'''
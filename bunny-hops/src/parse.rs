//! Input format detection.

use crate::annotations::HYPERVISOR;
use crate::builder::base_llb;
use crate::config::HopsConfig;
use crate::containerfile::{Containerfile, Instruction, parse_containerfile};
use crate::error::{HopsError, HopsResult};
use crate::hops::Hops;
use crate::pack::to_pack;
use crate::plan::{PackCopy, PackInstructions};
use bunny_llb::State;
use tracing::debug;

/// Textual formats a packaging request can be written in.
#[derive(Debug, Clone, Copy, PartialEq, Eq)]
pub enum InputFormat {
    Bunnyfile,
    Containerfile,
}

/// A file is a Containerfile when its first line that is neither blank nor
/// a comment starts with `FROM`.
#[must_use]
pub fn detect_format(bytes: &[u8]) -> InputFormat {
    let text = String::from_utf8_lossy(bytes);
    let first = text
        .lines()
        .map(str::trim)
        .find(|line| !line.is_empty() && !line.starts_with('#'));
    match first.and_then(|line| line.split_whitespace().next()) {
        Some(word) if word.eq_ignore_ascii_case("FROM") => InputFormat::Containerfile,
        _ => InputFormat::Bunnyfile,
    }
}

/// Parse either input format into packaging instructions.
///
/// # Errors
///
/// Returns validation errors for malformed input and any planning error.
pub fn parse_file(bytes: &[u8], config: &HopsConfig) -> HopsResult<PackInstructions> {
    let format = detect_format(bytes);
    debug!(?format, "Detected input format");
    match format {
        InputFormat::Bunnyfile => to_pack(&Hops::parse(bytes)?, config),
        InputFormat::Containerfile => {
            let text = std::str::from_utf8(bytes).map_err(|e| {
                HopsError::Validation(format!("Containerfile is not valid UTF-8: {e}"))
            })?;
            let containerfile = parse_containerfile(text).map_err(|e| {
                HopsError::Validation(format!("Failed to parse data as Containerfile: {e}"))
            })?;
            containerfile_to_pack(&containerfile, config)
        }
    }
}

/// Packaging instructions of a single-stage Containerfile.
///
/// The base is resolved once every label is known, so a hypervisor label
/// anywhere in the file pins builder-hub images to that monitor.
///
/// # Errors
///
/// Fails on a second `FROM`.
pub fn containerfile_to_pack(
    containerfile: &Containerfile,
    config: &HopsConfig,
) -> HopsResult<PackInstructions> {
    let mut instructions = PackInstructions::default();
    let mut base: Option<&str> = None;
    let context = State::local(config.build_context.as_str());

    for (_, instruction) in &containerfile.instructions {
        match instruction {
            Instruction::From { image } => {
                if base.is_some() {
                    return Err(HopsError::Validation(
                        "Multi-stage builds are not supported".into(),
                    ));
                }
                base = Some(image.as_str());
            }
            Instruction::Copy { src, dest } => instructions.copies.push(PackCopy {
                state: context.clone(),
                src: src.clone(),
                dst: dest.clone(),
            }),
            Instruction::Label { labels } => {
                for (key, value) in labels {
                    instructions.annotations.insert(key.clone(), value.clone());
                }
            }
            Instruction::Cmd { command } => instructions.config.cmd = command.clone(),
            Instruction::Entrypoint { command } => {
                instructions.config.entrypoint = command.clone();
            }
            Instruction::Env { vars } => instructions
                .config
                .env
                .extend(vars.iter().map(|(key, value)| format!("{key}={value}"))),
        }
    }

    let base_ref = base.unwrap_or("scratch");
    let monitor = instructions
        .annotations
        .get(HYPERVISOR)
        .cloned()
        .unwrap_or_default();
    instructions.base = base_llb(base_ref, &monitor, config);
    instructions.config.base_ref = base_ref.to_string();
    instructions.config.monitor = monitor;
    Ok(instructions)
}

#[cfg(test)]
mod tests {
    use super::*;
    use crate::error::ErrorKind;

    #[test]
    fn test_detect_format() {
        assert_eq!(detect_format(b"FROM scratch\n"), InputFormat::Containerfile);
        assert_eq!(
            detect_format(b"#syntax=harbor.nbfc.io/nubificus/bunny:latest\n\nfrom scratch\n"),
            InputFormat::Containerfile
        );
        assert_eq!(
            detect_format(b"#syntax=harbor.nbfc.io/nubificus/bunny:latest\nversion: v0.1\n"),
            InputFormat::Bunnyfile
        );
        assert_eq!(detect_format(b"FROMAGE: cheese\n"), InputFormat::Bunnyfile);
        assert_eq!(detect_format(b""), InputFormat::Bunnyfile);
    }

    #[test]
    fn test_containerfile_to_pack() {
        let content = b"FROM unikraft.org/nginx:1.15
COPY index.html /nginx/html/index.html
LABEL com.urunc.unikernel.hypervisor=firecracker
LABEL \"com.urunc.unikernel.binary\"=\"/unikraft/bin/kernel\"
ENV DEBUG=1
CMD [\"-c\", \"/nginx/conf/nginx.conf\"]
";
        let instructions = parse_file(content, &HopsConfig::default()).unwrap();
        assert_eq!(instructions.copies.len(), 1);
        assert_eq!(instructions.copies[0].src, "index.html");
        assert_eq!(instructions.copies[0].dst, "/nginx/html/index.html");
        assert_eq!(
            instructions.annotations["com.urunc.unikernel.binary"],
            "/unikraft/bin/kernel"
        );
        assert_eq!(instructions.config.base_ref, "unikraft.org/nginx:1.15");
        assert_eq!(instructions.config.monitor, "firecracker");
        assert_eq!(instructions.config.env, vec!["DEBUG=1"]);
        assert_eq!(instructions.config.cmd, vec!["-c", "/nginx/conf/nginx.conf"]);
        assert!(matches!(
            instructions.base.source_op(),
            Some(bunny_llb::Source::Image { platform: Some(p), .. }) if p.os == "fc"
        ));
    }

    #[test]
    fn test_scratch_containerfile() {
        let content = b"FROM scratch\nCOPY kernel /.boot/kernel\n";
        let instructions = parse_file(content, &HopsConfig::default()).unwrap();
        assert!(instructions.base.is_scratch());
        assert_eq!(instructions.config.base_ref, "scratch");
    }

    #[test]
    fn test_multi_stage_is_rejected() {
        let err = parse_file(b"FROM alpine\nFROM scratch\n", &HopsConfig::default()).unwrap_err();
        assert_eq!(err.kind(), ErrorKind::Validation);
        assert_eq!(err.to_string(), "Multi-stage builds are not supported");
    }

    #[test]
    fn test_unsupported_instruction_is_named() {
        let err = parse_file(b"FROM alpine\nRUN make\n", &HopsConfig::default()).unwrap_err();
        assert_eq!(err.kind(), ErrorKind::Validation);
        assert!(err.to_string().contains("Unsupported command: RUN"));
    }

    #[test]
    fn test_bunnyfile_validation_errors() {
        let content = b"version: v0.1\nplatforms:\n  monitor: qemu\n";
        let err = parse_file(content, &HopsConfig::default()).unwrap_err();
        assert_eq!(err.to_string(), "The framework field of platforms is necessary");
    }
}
'''
Task:
Without omitting anything, set down all the entries above again.

Output for this task:
filename bunny-hops/src/parse.rs
//! Input format detection.

use crate::annotations::HYPERVISOR;
use crate::builder::base_llb;
use crate::config::HopsConfig;
use crate::containerfile::{Containerfile, Instruction, parse_containerfile};
use crate::error::{HopsError, HopsResult};
use crate::hops::Hops;
use crate::pack::to_pack;
use crate::plan::{PackCopy, PackInstructions};
use bunny_llb::State;
use tracing::debug;

/// Textual formats a packaging request can be written in.
#[derive(Debug, Clone, Copy, PartialEq, Eq)]
pub enum InputFormat {
    Bunnyfile,
    Containerfile,
}

/// A file is a Containerfile when its first line that is neither blank nor
/// a comment starts with `FROM`.
#[must_use]
pub fn detect_format(bytes: &[u8]) -> InputFormat {
    let text = String::from_utf8_lossy(bytes);
    let first = text
        .lines()
        .map(str::trim)
        .find(|line| !line.is_empty() && !line.starts_with('#'));
    match first.and_then(|line| line.split_whitespace().next()) {
        Some(word) if word.eq_ignore_ascii_case("FROM") => InputFormat::Containerfile,
        _ => InputFormat::Bunnyfile,
    }
}

/// Parse either input format into packaging instructions.
///
/// # Errors
///
/// Returns validation errors for malformed input and any planning error.
pub fn parse_file(bytes: &[u8], config: &HopsConfig) -> HopsResult<PackInstructions> {
    let format = detect_format(bytes);
    debug!(?format, "Detected input format");
    match format {
        InputFormat::Bunnyfile => to_pack(&Hops::parse(bytes)?, config),
        InputFormat::Containerfile => {
            let text = std::str::from_utf8(bytes).map_err(|e| {
                HopsError::Validation(format!("Containerfile is not valid UTF-8: {e}"))
            })?;
            let containerfile = parse_containerfile(text).map_err(|e| {
                HopsError::Validation(format!("Failed to parse data as Containerfile: {e}"))
            })?;
            containerfile_to_pack(&containerfile, config)
        }
    }
}

/// Packaging instructions of a single-stage Containerfile.
///
/// The base is resolved once every label is known, so a hypervisor label
/// anywhere in the file pins builder-hub images to that monitor.
///
/// # Errors
///
/// Fails on a second `FROM`.
pub fn containerfile_to_pack(
    containerfile: &Containerfile,
    config: &HopsConfig,
) -> HopsResult<PackInstructions> {
    let mut instructions = PackInstructions::default();
    let mut base: Option<&str> = None;
    let context = State::local(config.build_context.as_str());

    for (_, instruction) in &containerfile.instructions {
        match instruction {
            Instruction::From { image } => {
                if base.is_some() {
                    return Err(HopsError::Validation(
                        "Multi-stage builds are not supported".into(),
                    ));
                }
                base = Some(image.as_str());
            }
            Instruction::Copy { src, dest } => instructions.copies.push(PackCopy {
                state: context.clone(),
                src: src.clone(),
                dst: dest.clone(),
            }),
            Instruction::Label { labels } => {
                for (key, value) in labels {
                    instructions.annotations.insert(key.clone(), value.clone());
                }
            }
            Instruction::Cmd { command } => instructions.config.cmd = command.clone(),
            Instruction::Entrypoint { command } => {
                instructions.config.entrypoint = command.clone();
            }
            Instruction::Env { vars } => instructions
                .config
                .env
                .extend(vars.iter().map(|(key, value)| format!("{key}={value}"))),
        }
    }

    let base_ref = base.unwrap_or("scratch");
    let monitor = instructions
        .annotations
        .get(HYPERVISOR)
        .cloned()
        .unwrap_or_default();
    instructions.base = base_llb(base_ref, &monitor, config);
    instructions.config.base_ref = base_ref.to_string();
    instructions.config.monitor = monitor;
    Ok(instructions)
}

#[cfg(test)]
mod tests {
    use super::*;
    use crate::error::ErrorKind;

    #[test]
    fn test_detect_format() {
        assert_eq!(detect_format(b"FROM scratch\n"), InputFormat::Containerfile);
        assert_eq!(
            detect_format(b"#syntax=harbor.nbfc.io/nubificus/bunny:latest\n\nfrom scratch\n"),
            InputFormat::Containerfile
        );
        assert_eq!(
            detect_format(b"#syntax=harbor.nbfc.io/nubificus/bunny:latest\nversion: v0.1\n"),
            InputFormat::Bunnyfile
        );
        assert_eq!(detect_format(b"FROMAGE: cheese\n"), InputFormat::Bunnyfile);
        assert_eq!(detect_format(b""), InputFormat::Bunnyfile);
    }

    #[test]
    fn test_containerfile_to_pack() {
        let content = b"FROM unikraft.org/nginx:1.15
COPY index.html /nginx/html/index.html
LABEL com.urunc.unikernel.hypervisor=firecracker
LABEL \"com.urunc.unikernel.binary\"=\"/unikraft/bin/kernel\"
ENV DEBUG=1
CMD [\"-c\", \"/nginx/conf/nginx.conf\"]
";
        let instructions = parse_file(content, &HopsConfig::default()).unwrap();
        assert_eq!(instructions.copies.len(), 1);
        assert_eq!(instructions.copies[0].src, "index.html");
        assert_eq!(instructions.copies[0].dst, "/nginx/html/index.html");
        assert_eq!(
            instructions.annotations["com.urunc.unikernel.binary"],
            "/unikraft/bin/kernel"
        );
        assert_eq!(instructions.config.base_ref, "unikraft.org/nginx:1.15");
        assert_eq!(instructions.config.monitor, "firecracker");
        assert_eq!(instructions.config.env, vec!["DEBUG=1"]);
        assert_eq!(instructions.config.cmd, vec!["-c", "/nginx/conf/nginx.conf"]);
        assert!(matches!(
            instructions.base.source_op(),
            Some(bunny_llb::Source::Image { platform: Some(p), .. }) if p.os == "fc"
        ));
    }

    #[test]
    fn test_scratch_containerfile() {
        let content = b"FROM scratch\nCOPY kernel /.boot/kernel\n";
        let instructions = parse_file(content, &HopsConfig::default()).unwrap();
        assert!(instructions.base.is_scratch());
        assert_eq!(instructions.config.base_ref, "scratch");
    }

    #[test]
    fn test_multi_stage_is_rejected() {
        let err = parse_file(b"FROM alpine\nFROM scratch\n", &HopsConfig::default()).unwrap_err();
        assert_eq!(err.kind(), ErrorKind::Validation);
        assert_eq!(err.to_string(), "Multi-stage builds are not supported");
    }

    #[test]
    fn test_unsupported_instruction_is_named() {
        let err = parse_file(b"FROM alpine\nRUN make\n", &HopsConfig::default()).unwrap_err();
        assert_eq!(err.kind(), ErrorKind::Validation);
        assert!(err.to_string().contains("Unsupported command: RUN"));
    }

    #[test]
    fn test_bunnyfile_validation_errors() {
        let content = b"version: v0.1\nplatforms:\n  monitor: qemu\n";
        let err = parse_file(content, &HopsConfig::default()).unwrap_err();
        assert_eq!(err.to_string(), "The framework field of platforms is necessary");
    }
}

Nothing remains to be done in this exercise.